### [Your goal]
Extract from the entries below, exactly as given, only the lines from the line containing "filename backend/crates/platform/src/password.rs" to the line containing "use std::fmt;", both lines included.

━━━ Records supplied

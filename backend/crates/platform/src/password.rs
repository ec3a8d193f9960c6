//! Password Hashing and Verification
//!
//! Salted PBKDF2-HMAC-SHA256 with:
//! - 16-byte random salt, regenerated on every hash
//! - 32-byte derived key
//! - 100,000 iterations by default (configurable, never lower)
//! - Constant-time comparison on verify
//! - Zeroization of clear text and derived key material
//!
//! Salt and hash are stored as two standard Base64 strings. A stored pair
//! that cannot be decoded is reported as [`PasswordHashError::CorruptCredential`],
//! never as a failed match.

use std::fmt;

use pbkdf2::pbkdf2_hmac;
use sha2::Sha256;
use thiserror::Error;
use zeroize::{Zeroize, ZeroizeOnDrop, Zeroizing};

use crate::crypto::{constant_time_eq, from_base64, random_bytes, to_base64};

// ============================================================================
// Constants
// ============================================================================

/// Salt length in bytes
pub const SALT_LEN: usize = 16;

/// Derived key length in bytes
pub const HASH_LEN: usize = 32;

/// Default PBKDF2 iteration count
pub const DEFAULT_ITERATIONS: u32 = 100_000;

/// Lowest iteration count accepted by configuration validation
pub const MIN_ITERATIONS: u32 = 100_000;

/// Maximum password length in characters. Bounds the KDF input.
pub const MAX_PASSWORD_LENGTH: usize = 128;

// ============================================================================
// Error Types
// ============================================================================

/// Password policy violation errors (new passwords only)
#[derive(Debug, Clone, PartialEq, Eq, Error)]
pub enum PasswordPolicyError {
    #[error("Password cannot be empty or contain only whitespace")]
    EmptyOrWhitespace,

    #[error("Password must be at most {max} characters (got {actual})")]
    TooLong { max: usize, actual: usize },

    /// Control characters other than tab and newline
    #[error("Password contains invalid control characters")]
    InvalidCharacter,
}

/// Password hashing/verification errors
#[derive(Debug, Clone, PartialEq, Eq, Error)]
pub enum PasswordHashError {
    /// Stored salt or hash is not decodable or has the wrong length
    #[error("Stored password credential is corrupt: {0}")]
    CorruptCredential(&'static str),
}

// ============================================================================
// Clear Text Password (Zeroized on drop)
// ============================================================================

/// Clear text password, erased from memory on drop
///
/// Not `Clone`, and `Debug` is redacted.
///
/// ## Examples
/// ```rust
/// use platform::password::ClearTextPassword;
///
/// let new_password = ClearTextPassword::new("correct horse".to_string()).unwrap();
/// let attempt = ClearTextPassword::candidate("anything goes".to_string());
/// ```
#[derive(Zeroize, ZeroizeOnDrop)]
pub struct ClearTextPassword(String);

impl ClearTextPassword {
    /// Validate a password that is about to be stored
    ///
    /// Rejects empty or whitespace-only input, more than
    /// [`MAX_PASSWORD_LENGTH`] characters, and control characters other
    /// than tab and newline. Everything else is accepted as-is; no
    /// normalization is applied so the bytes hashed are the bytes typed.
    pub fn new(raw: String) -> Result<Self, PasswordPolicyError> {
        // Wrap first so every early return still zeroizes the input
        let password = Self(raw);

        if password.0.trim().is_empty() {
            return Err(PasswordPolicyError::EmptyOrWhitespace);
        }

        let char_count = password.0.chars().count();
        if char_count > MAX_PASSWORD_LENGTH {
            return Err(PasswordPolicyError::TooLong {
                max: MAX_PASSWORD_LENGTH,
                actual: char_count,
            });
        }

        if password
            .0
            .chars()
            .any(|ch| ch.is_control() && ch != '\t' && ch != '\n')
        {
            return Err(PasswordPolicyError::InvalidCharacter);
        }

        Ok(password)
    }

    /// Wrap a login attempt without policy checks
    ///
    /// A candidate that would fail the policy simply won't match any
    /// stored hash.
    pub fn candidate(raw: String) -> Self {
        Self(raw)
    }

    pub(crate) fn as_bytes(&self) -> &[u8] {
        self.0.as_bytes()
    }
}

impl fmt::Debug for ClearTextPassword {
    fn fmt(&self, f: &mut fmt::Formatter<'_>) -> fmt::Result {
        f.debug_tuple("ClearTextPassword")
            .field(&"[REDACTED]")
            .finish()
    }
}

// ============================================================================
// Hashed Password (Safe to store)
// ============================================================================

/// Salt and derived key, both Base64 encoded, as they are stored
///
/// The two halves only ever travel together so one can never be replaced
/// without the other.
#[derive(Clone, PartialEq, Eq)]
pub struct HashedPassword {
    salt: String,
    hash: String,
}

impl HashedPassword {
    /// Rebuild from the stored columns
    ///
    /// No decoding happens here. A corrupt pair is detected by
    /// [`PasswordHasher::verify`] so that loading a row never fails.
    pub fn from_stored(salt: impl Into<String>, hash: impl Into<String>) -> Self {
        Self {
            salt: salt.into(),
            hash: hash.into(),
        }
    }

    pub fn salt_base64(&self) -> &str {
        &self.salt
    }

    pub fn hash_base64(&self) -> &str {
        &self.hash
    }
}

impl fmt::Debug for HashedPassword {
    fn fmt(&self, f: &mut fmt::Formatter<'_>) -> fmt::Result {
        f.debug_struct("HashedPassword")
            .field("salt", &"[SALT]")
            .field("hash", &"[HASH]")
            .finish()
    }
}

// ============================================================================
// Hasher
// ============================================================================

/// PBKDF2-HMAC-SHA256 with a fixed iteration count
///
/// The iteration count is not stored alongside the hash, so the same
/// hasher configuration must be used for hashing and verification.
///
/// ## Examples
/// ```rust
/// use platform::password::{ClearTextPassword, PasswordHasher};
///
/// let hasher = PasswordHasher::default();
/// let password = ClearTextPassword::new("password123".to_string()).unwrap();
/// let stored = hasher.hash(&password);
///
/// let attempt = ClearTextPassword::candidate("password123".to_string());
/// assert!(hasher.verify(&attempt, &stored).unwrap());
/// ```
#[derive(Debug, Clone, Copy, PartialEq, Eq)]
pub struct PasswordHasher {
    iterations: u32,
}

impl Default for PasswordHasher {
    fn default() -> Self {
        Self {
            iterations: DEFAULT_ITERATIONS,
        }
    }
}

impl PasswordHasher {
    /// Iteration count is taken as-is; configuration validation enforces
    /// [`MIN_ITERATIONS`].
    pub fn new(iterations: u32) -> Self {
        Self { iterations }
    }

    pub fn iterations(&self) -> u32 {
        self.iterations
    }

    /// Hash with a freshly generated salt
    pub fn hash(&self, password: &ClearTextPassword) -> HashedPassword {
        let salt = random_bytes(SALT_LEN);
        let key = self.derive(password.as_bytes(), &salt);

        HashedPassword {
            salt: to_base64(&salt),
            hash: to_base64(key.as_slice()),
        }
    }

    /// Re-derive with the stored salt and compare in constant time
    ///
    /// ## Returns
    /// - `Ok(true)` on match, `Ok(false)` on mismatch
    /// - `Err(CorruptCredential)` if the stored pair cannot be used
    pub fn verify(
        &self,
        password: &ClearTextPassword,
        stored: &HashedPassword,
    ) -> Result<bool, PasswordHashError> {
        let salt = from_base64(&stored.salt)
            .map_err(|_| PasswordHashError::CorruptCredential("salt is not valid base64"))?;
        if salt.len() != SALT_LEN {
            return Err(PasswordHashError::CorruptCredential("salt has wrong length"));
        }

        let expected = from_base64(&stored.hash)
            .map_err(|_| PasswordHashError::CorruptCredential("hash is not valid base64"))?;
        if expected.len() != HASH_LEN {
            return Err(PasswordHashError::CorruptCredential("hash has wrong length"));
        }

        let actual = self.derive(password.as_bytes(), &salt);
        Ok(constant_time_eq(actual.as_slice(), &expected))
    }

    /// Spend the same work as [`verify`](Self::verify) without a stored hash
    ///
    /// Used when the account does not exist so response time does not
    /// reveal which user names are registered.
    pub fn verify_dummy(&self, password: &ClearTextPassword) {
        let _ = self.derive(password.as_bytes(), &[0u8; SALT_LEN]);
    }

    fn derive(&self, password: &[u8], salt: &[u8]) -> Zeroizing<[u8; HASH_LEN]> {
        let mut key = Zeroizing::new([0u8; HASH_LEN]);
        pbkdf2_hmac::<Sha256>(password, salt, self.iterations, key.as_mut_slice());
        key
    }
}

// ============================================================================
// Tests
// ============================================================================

━━━━━━
━━━ Records supplied

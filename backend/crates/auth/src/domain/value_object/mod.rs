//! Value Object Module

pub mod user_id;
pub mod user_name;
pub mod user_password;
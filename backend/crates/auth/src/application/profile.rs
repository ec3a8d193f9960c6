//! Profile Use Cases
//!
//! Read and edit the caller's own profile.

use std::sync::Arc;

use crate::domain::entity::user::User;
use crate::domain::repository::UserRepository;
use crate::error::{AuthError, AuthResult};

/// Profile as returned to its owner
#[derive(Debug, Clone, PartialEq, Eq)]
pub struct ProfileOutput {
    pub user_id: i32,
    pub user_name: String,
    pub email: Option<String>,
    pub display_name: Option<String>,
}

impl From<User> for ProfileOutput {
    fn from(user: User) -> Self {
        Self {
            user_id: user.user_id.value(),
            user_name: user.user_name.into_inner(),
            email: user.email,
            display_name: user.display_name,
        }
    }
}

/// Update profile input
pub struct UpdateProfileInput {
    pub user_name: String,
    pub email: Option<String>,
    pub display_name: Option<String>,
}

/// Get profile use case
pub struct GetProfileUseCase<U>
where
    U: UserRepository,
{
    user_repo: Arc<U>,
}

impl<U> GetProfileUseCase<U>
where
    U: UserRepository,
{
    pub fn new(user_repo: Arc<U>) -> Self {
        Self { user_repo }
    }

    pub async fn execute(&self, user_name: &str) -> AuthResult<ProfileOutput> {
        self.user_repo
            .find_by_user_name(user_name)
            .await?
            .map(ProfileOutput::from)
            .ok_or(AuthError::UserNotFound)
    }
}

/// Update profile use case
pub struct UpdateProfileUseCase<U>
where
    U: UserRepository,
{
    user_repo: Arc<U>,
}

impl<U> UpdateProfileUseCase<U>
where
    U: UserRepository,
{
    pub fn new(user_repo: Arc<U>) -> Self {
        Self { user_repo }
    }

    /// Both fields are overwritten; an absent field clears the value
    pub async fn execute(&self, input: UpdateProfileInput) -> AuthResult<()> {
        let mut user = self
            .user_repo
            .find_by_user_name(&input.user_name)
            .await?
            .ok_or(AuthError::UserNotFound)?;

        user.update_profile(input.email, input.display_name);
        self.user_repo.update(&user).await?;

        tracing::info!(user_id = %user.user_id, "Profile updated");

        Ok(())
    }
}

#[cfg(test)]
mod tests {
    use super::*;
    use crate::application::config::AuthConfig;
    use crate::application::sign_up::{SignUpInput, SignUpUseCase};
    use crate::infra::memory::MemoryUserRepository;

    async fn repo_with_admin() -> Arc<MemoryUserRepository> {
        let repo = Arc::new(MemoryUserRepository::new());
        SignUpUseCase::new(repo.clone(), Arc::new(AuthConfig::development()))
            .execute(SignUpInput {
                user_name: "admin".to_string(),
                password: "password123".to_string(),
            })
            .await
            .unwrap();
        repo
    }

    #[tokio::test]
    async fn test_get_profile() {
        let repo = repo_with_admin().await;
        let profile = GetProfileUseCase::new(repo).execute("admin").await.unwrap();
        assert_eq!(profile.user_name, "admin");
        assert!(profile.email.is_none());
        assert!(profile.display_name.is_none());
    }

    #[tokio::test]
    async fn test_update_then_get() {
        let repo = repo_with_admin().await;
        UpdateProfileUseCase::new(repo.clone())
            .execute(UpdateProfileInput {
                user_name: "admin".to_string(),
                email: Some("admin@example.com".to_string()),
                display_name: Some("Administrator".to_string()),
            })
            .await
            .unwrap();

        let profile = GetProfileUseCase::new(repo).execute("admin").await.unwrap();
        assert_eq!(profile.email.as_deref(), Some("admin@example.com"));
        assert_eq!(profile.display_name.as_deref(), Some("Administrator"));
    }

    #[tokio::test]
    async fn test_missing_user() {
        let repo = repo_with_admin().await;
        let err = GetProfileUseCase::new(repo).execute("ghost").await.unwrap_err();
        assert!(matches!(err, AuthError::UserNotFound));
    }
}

━━━━━━
━━━ Records supplied

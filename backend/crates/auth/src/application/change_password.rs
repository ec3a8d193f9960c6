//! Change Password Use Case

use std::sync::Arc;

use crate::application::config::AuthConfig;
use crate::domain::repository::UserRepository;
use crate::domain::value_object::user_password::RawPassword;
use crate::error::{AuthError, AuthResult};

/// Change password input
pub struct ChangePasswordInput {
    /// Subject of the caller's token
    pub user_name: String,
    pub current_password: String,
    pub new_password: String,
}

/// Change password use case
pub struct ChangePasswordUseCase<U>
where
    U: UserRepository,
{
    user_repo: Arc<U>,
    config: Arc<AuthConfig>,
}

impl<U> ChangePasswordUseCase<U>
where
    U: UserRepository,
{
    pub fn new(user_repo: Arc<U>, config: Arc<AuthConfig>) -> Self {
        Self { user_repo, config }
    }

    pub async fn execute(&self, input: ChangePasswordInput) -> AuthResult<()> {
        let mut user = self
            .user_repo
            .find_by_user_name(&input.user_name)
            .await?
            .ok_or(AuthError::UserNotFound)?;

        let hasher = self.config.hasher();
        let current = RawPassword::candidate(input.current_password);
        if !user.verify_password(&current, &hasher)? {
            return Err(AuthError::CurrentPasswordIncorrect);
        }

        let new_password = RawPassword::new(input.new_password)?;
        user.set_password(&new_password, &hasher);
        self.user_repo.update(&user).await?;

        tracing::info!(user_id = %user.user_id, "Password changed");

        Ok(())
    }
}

━━━━━━

### [Finished exercise]
filename backend/crates/platform/src/password.rs
repository ec3a8d193f9960c6
//! Password Hashing and Verification
//!
//! Salted PBKDF2-HMAC-SHA256 with:
//! - 16-byte random salt, regenerated on every hash
//! - 32-byte derived key
//! - 100,000 iterations by default (configurable, never lower)
//! - Constant-time comparison on verify
//! - Zeroization of clear text and derived key material
//!
//! Salt and hash are stored as two standard Base64 strings. A stored pair
//! that cannot be decoded is reported as [`PasswordHashError::CorruptCredential`],
//! never as a failed match.

use std::fmt;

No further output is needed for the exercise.